There’s no dearth of corrective criticism surrounding the Securities and Exchange Commission’s Regulation Best Interest proposal. The latest missive comes from the agency’s own Investor Advisory Committee which today approved by a vote of 18-3 the release of an 8-page letter calling on the SEC to create explicit fiduciary principles for brokers.

Reg BI is ostensibly designed to require brokers to mitigate their conflicts of interests, which cost investors some $18 billion annually in added fees, commissions and inferior investment performance, according to an earlier White House report.

The proposal is also supposed to elevate the sales standards brokers are held to and help consumers more easily understand what they are and aren’t getting if they hire a broker instead of a registered investment advisor, since only the latter is currently subject to a fiduciary standard.

“Our recommendation is to build on the strength of the proposal and not send the commission down a different path,” said Barbara Roper, an IAC member who wrote the recommendations. Roper is also director of investor protection at the Consumer Federation of America.

“Making it clear that both broker-dealers and investment advisers, regardless of business model, are working as fiduciaries under a standard tailored to the functions they perform would simplify the issues for investors and the regulated community alike,” the IAC said in its recommendations.

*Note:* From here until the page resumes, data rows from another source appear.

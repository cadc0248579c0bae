//! Tree model — immutable base snapshots and derived working trees.
//!
//! A [`BaseTree`] is a read-only snapshot of upstream sources at a pinned
//! version; it is produced by the fetch/remap stages and never mutated.
//! A [`WorkingTree`] is the materialized result of applying patches on top
//! of a base. Patching never mutates files in place: every apply derives a
//! fresh working tree, which makes retries deterministic and abort cheap.
//!
//! Trees are line-oriented. File content is normalized to end with a final
//! newline when written back to disk.
//!
//! Both tree types use a `BTreeMap` keyed by relative path so iteration,
//! checksums and serialization are deterministic.

use std::collections::BTreeMap;
use std::fs;
use std::io;
use std::path::{Path, PathBuf};

use sha2::{Digest, Sha256};

// ---------------------------------------------------------------------------
// Checksums
// ---------------------------------------------------------------------------

/// SHA-256 over `(path, length, content)` triples in path order, rendered
/// as lowercase hex. Equal trees always hash equal; the length field keeps
/// `("ab", "c")` distinct from `("a", "bc")`.
fn checksum_files(files: &BTreeMap<PathBuf, String>) -> String {
    let mut hasher = Sha256::new();
    for (path, content) in files {
        hasher.update(path.to_string_lossy().as_bytes());
        hasher.update([0]);
        hasher.update(content.len().to_le_bytes());
        hasher.update(content.as_bytes());
    }
    format!("{:x}", hasher.finalize())
}

/// Recursively collect relative-path → content under `root`.
///
/// Dot-prefixed entries (`.git`, lock files) are skipped.
fn collect_files(
    root: &Path,
    dir: &Path,
    out: &mut BTreeMap<PathBuf, String>,
) -> io::Result<()> {
    for entry in fs::read_dir(dir)? {
        let entry = entry?;
        let name = entry.file_name();
        if name.to_string_lossy().starts_with('.') {
            continue;
        }
        let path = entry.path();
        if entry.file_type()?.is_dir() {
            collect_files(root, &path, out)?;
        } else {
            let rel = path
                .strip_prefix(root)
                .map_err(|e| io::Error::other(e.to_string()))?
                .to_path_buf();
            let content = fs::read_to_string(&path)?;
            out.insert(rel, content);
        }
    }
    Ok(())
}

// ---------------------------------------------------------------------------
// BaseTree
// ---------------------------------------------------------------------------

/// An immutable snapshot of source files at a specific upstream version.
///
/// Created by the fetch/remap stages; read-only afterward. There is no
/// mutating API on purpose.
#[derive(Clone, Debug, PartialEq, Eq)]
pub struct BaseTree {
    version: String,
    files: BTreeMap<PathBuf, String>,
}

impl BaseTree {
    /// Wrap an in-memory file map as a base snapshot.
    #[must_use]
    pub fn new(version: impl Into<String>, files: BTreeMap<PathBuf, String>) -> Self {
        Self {
            version: version.into(),
            files,
        }
    }

    /// Load a snapshot from a directory on disk.
    ///
    /// # Errors
    /// Propagates I/O failures; non-UTF-8 files are rejected (the engine is
    /// a source patcher, not a binary differ).
    pub fn load(version: impl Into<String>, root: &Path) -> io::Result<Self> {
        let mut files = BTreeMap::new();
        collect_files(root, root, &mut files)?;
        Ok(Self::new(version, files))
    }

    /// The upstream version tag or commit this snapshot was taken at.
    #[must_use]
    pub fn version(&self) -> &str {
        &self.version
    }

    /// All files, keyed by relative path.
    #[must_use]
    pub const fn files(&self) -> &BTreeMap<PathBuf, String> {
        &self.files
    }

    /// Content of a single file, if present.
    #[must_use]
    pub fn file(&self, path: &Path) -> Option<&str> {
        self.files.get(path).map(String::as_str)
    }

    /// Deterministic content hash of the snapshot.
    #[must_use]
    pub fn checksum(&self) -> String {
        checksum_files(&self.files)
    }

    /// Derive a mutable working tree seeded with this snapshot's files.
    #[must_use]
    pub fn to_working(&self) -> WorkingTree {
        WorkingTree {
            files: self.files.clone(),
        }
    }
}

// ---------------------------------------------------------------------------
// WorkingTree
// ---------------------------------------------------------------------------

/// The materialized file set produced by applying patches to a base.
///
/// Owned by the materializer during application; handed to the caller once
/// stable.
#[derive(Clone, Debug, Default, PartialEq, Eq)]
pub struct WorkingTree {
    files: BTreeMap<PathBuf, String>,
}

impl WorkingTree {
    /// An empty tree.
    #[must_use]
    pub const fn new() -> Self {
        Self {
            files: BTreeMap::new(),
        }
    }

    /// Wrap an in-memory file map.
    #[must_use]
    pub const fn from_files(files: BTreeMap<PathBuf, String>) -> Self {
        Self { files }
    }

    /// Load a working tree from a directory on disk.
    ///
    /// # Errors
    /// Propagates I/O failures.
    pub fn load(root: &Path) -> io::Result<Self> {
        let mut files = BTreeMap::new();
        collect_files(root, root, &mut files)?;
        Ok(Self { files })
    }

    /// All files, keyed by relative path.
    #[must_use]
    pub const fn files(&self) -> &BTreeMap<PathBuf, String> {
        &self.files
    }

    /// Content of a single file, if present.
    #[must_use]
    pub fn file(&self, path: &Path) -> Option<&str> {
        self.files.get(path).map(String::as_str)
    }

    /// Insert or replace a file.
    pub fn set_file(&mut self, path: PathBuf, content: String) {
        self.files.insert(path, content);
    }

    /// Remove a file, returning its previous content.
    pub fn remove_file(&mut self, path: &Path) -> Option<String> {
        self.files.remove(path)
    }

    /// `true` if the tree holds no files.
    #[must_use]
    pub fn is_empty(&self) -> bool {
        self.files.is_empty()
    }

    /// Number of files.
    #[must_use]
    pub fn len(&self) -> usize {
        self.files.len()
    }

    /// Deterministic content hash of the tree.
    #[must_use]
    pub fn checksum(&self) -> String {
        checksum_files(&self.files)
    }

    /// Write the tree to `root`, replacing whatever was there.
    ///
    /// The target directory is removed and recreated so the result is
    /// exactly this tree — stale files from earlier runs cannot survive.
    ///
    /// # Errors
    /// Propagates I/O failures.
    pub fn write_to(&self, root: &Path) -> io::Result<()> {
        if root.exists() {
            fs::remove_dir_all(root)?;
        }
        fs::create_dir_all(root)?;
        for (path, content) in &self.files {
            let full = root.join(path);
            if let Some(parent) = full.parent() {
                fs::create_dir_all(parent)?;
            }
            if content.is_empty() || content.ends_with('\n') {
                fs::write(&full, content)?;
            } else {
                fs::write(&full, format!("{content}\n"))?;
            }
        }
        Ok(())
    }
}

// ---------------------------------------------------------------------------
// TreeLock
// ---------------------------------------------------------------------------

/// Scoped single-writer guard for an on-disk tree directory.
///
/// Acquiring creates `<dir>.lock` next to the directory (not inside it, so
/// a full rewrite of the directory cannot clobber the lock). The lock is
/// released on drop, on every exit path including abort and panic unwind.
#[derive(Debug)]
pub struct TreeLock {
    lock_path: PathBuf,
}

impl TreeLock {
    /// Acquire the lock for `dir`.
    ///
    /// # Errors
    /// Returns `ErrorKind::AlreadyExists` if another holder has the lock,
    /// or any other I/O error from creating the lock file.
    pub fn acquire(dir: &Path) -> io::Result<Self> {
        let mut name = dir
            .file_name()
            .map_or_else(|| "tree".into(), |n| n.to_string_lossy().into_owned());
        name.push_str(".lock");
        let lock_path = dir.with_file_name(name);
        if let Some(parent) = lock_path.parent() {
            fs::create_dir_all(parent)?;
        }
        fs::OpenOptions::new()
            .write(true)
            .create_new(true)
            .open(&lock_path)?;
        Ok(Self { lock_path })
    }

    /// Path of the lock file (mainly for diagnostics).
    #[must_use]
    pub fn path(&self) -> &Path {
        &self.lock_path
    }
}

impl Drop for TreeLock {
    fn drop(&mut self) {
        // Releasing a lock that something already removed is not an error.
        let _ = fs::remove_file(&self.lock_path);
    }
}

// ---------------------------------------------------------------------------
// Tests
// ---------------------------------------------------------------------------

“It would eliminate the debate over whether some financial professionals are subject to a higher standard than others and thereby reduce incentives to select business models and registration status (broker-dealer vs. investment adviser) based on regulatory considerations,” the group said. “It also has the potential to greatly reduce the complexity of Form CRS [Customer Relationship Summary], since it would no longer be necessary to educate investors on the difficult to grasp differences between fiduciaries and non-fiduciaries.  Rather, an investor could select his or her financial professional based on the business model that best matches the investor’s needs,” the IAC said.

The IAC is asking the SEC for the following changes to the best interest proposal:

  • Clarify the obligation of both brokers and investment advisors to act in customers’ best interests.
  • Expand the best interest obligation to cover rollover recommendations and recommendations by dual registrant firms regarding account types.
  • Characterize the best interest rule explicitly as, a fiduciary duty, while making clear that the specific obligations that flow from that duty will vary based on differences in business models.
  • Conduct usability testing of the proposed Form CRS [customer relationship summary] disclosures and, if necessary, revise them to ensure that they enable investors to make an informed choice among different types of providers and accounts.

SEC Chairman Clayton, who attended the IAC meeting, said the SEC expects to release a more detailed study specifically on form CRS [customer relationship summary] in the next several days.

“I know the staff has looked at these issues before and I look forward to reviewing them with staff,” said Clayton, who added that the agency has received some 6,000 comment letters of the Reg Best Interest proposal, 3,000 of them unique.

According to Roper: “We share the goal, expressed by Chairman Clayton and others, that the standard for broker-dealers and investment advisers alike be based on fiduciary principles designed to ensure that financial professionals act in their customers’ best interests and do not place their own interests ahead of their customers’ interests.”

A majority of the IAC also wants the SEC to clarify what it means when it states that brokers and advisers are required to act in their customers’ best interests, the report stated.